Hello,
I do have a question regarding the use of global variables in ray remote tasks. Consider the following situation: I need to launch an external process to do some calculations and want to parallelize it with ray. Now it would be wise to keep this process connected to the specific ray worker instead of restarting it for every task to increase the performance. E.g. using Excel via COM on Windows:
import ray
import win32com.client as win32
def f(x):
global excel
if not 'excel' in globals():
excel = win32.Dispatch('Excel.Application')
print('Launched Excel')
else:
print('Reusing Excel')
return excel.Evaluate(str(x) + '*2')
ray.init(num_cpus=1)
fRemote = ray.remote(f)
futures = [fRemote.remote(x) for x in range(5)]
print(ray.get(futures))
In this example I use a global variable to store a reference to the Excel COM instance and thus avoid restarting Excel in every function call. This works as expected and gives as output:
(f pid=63264) Launched Excel
(f pid=63264) Reusing Excel
(f pid=63264) Reusing Excel
(f pid=63264) Reusing Excel
[0.0, 2.0, 4.0, 6.0, 8.0]
(f pid=63264) Reusing Excel
So far so good. But I now have the situation that the function to execute in parallel is actually a class method which is called by a wrapper function in the following way:
class MyProblem:
def __init__(self):
self.func = f
def evalFunc(problem,x):
return problem.func(x)
ray.init(num_cpus=1)
evalFuncRemote = ray.remote(evalFunc)
problemRemote = ray.put(MyProblem())
futures = [evalFuncRemote.remote(problemRemote,x) for x in range(5)]
print(ray.get(futures))
Now I would expect the same behavior as before. However, the output is now
[0.0, 2.0, 4.0, 6.0, 8.0]
(evalFunc pid=6832) Launched Excel
(evalFunc pid=6832) Launched Excel
(evalFunc pid=6832) Launched Excel
(evalFunc pid=6832) Launched Excel
(evalFunc pid=6832) Launched Excel
So Excel is started on each function call and this impacts performance significantly (especially when not using Excel but other applications with a start up time of > 10 s).
However, just running everything serially with
problem = MyProblem()
print([evalFunc(problem, x) for x in range(5)])
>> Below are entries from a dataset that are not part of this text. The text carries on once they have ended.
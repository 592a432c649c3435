//! Per-frame gesture classification from a single hand's landmarks.
//!
//! Uses only the vertical offset between each fingertip and its proximal
//! joint, which keeps the test independent of hand scale and of most
//! in-plane rotation. Extreme wrist rotation defeats it.

use crate::error::PoseError;

use super::landmarks::{HandLandmark, HandPose, LANDMARK_COUNT};

/// Tolerance (normalized units) applied to every tip/joint comparison.
pub const DEFAULT_CURL_MARGIN: f32 = 0.03;

// ── Gesture categories ─────────────────────────────────────

/// Frame-local classification of one hand.
#[derive(Debug, Clone, Copy, PartialEq, Eq, Hash)]
pub enum GestureCategory {
    /// All five fingers curled.
    Fist,
    /// Thumb extended upward, other four curled.
    ThumbsUp,
    /// Anything else.
    Unknown,
}

impl GestureCategory {
    /// String representation for protocol output.
    pub fn as_str(&self) -> &'static str {
        match self {
            Self::Fist => "fist",
            Self::ThumbsUp => "thumbs-up",
            Self::Unknown => "unknown",
        }
    }
}

// ── Classifier ─────────────────────────────────────────────

/// Classify one hand pose.
///
/// A finger is curled when its tip is not meaningfully above its joint
/// (`tip.y + margin >= joint.y`). Handedness is carried on the pose but
/// not consulted yet.
pub fn classify(pose: &HandPose, margin: f32) -> Result<GestureCategory, PoseError> {
    if pose.landmarks.len() != LANDMARK_COUNT {
        return Err(PoseError::InvalidPoseShape {
            expected: LANDMARK_COUNT,
            actual: pose.landmarks.len(),
        });
    }

    let pairs = HandLandmark::finger_pairs();

    if pairs
        .iter()
        .all(|&(tip, joint)| is_curled(pose, tip, joint, margin))
    {
        return Ok(GestureCategory::Fist);
    }

    let (thumb_tip, thumb_joint) = pairs[0];
    if is_extended(pose, thumb_tip, thumb_joint, margin)
        && pairs[1..]
            .iter()
            .all(|&(tip, joint)| is_curled(pose, tip, joint, margin))
    {
        return Ok(GestureCategory::ThumbsUp);
    }

    Ok(GestureCategory::Unknown)
}

/// Tip clearly above its joint. Not the negation of `is_curled`: a NaN
/// coordinate is neither curled nor extended.
fn is_extended(pose: &HandPose, tip: HandLandmark, joint: HandLandmark, margin: f32) -> bool {
    let tip_y = pose.landmarks[tip.index()].y;
    let joint_y = pose.landmarks[joint.index()].y;
    tip_y + margin < joint_y
}

/// Tip at or below its joint, within `margin`.
fn is_curled(pose: &HandPose, tip: HandLandmark, joint: HandLandmark, margin: f32) -> bool {
    let tip_y = pose.landmarks[tip.index()].y;
    let joint_y = pose.landmarks[joint.index()].y;
    tip_y + margin >= joint_y
}

// ── Tests ──────────────────────────────────────────────────
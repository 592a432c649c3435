//! Synthetic source: replay a scripted sequence of template poses.
//!
//! A script is a comma-separated list of steps. Each step is one frame's
//! hands joined by `+`, optionally repeated with `*N`:
//!
//! ```text
//! fist*3,open,none,l:thumbs-up+r:fist*2,malformed
//! ```
//!
//! Hands default to the right hand; `l:` / `r:` pick a side. `none` is an
//! empty frame.

use std::io::Write;
use std::time::Instant;

use anyhow::Context;
use tracing::{debug, info};

use super::{shutdown_requested, status_line, DriverConfig};
use crate::error::ScriptError;
use crate::hand::poses::{build_pose, PoseShape};
use crate::hand::{HandPose, Handedness};
use crate::ipc::frame::encode_report;
use crate::state::AppState;

/// One script step: the same hands replayed for `repeat` frames.
#[derive(Debug, Clone, PartialEq)]
pub struct ScriptStep {
    pub hands: Vec<HandPose>,
    pub repeat: u64,
}

/// Parse a script into steps. Repeats are expanded lazily at replay time.
pub fn parse_script(script: &str) -> Result<Vec<ScriptStep>, ScriptError> {
    let mut steps = Vec::new();
    for (step, raw) in script.split(',').map(str::trim).enumerate() {
        if raw.is_empty() {
            continue;
        }
        let (body, repeat) = match raw.rsplit_once('*') {
            Some((body, count)) => {
                let n = count
                    .trim()
                    .parse::<u64>()
                    .ok()
                    .filter(|n| *n > 0)
                    .ok_or_else(|| ScriptError::BadRepeat {
                        step,
                        count: count.to_string(),
                    })?;
                (body.trim(), n)
            }
            None => (raw, 1),
        };
        let hands = parse_frame(step, body)?;
        steps.push(ScriptStep { hands, repeat });
    }
    if steps.is_empty() {
        return Err(ScriptError::Empty);
    }
    Ok(steps)
}

fn parse_frame(step: usize, body: &str) -> Result<Vec<HandPose>, ScriptError> {
    if body == "none" {
        return Ok(Vec::new());
    }
    body.split('+')
        .map(str::trim)
        .map(|hand| {
            let (handedness, shape) = match hand.split_once(':') {
                Some((side, shape)) => {
                    let handedness = match side {
                        "l" | "left" => Handedness::Left,
                        "r" | "right" => Handedness::Right,
                        _ => {
                            return Err(ScriptError::UnknownHand {
                                step,
                                label: side.to_string(),
                            })
                        }
                    };
                    (handedness, shape)
                }
                None => (Handedness::Right, hand),
            };
            let shape = PoseShape::parse(shape).ok_or_else(|| ScriptError::UnknownShape {
                step,
                shape: shape.to_string(),
            })?;
            Ok(build_pose(handedness, shape))
        })
        .collect()
}

/// Replay a script through the pipeline, writing one event line per frame.
pub fn run<W: Write>(
    state: &mut AppState,
    script: &str,
    out: &mut W,
    config: &DriverConfig,
) -> anyhow::Result<()> {
    let steps = parse_script(script).context("invalid synthetic script")?;
    let total = steps
        .iter()
        .fold(0u64, |sum, step| sum.saturating_add(step.repeat));
    info!("replaying {} synthetic frame(s) in {} step(s)", total, steps.len());

    let frames = steps
        .iter()
        .flat_map(|step| (0..step.repeat).map(move |_| &step.hands));
    for hands in frames {
        if !state.running {
            break;
        }
        if shutdown_requested() {
            info!("Shutdown signal received, exiting");
            state.running = false;
            break;
        }

        let report = state.process_frame(hands.clone(), Instant::now());
        debug!(frame = report.frame, gesture = report.event.as_str(), "synthetic frame");
        writeln!(out, "{}", encode_report(&report, None)).context("failed to write event")?;

        let count = state.frames();
        if config.status_due(count) {
            info!("Synthetic status: {}", status_line(state));
        }
        if config.limit_reached(count) {
            info!("Exit limit reached after {} frame(s)", count);
            state.running = false;
        }
    }
    out.flush()?;

    info!("Synthetic driver finished ({})", status_line(state));
    Ok(())
}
results in the expected behavior again:
Launched Excel
Reusing Excel
Reusing Excel
Reusing Excel
Reusing Excel
[0.0, 2.0, 4.0, 6.0, 8.0]
Could anybody give advice on how to maintain the instance of Excel in this example across several tasks on the same worker? FYI: I’m using Windows 10 with Python 3.11.4 and ray 2.6.3.
Thank you very much!
Dominik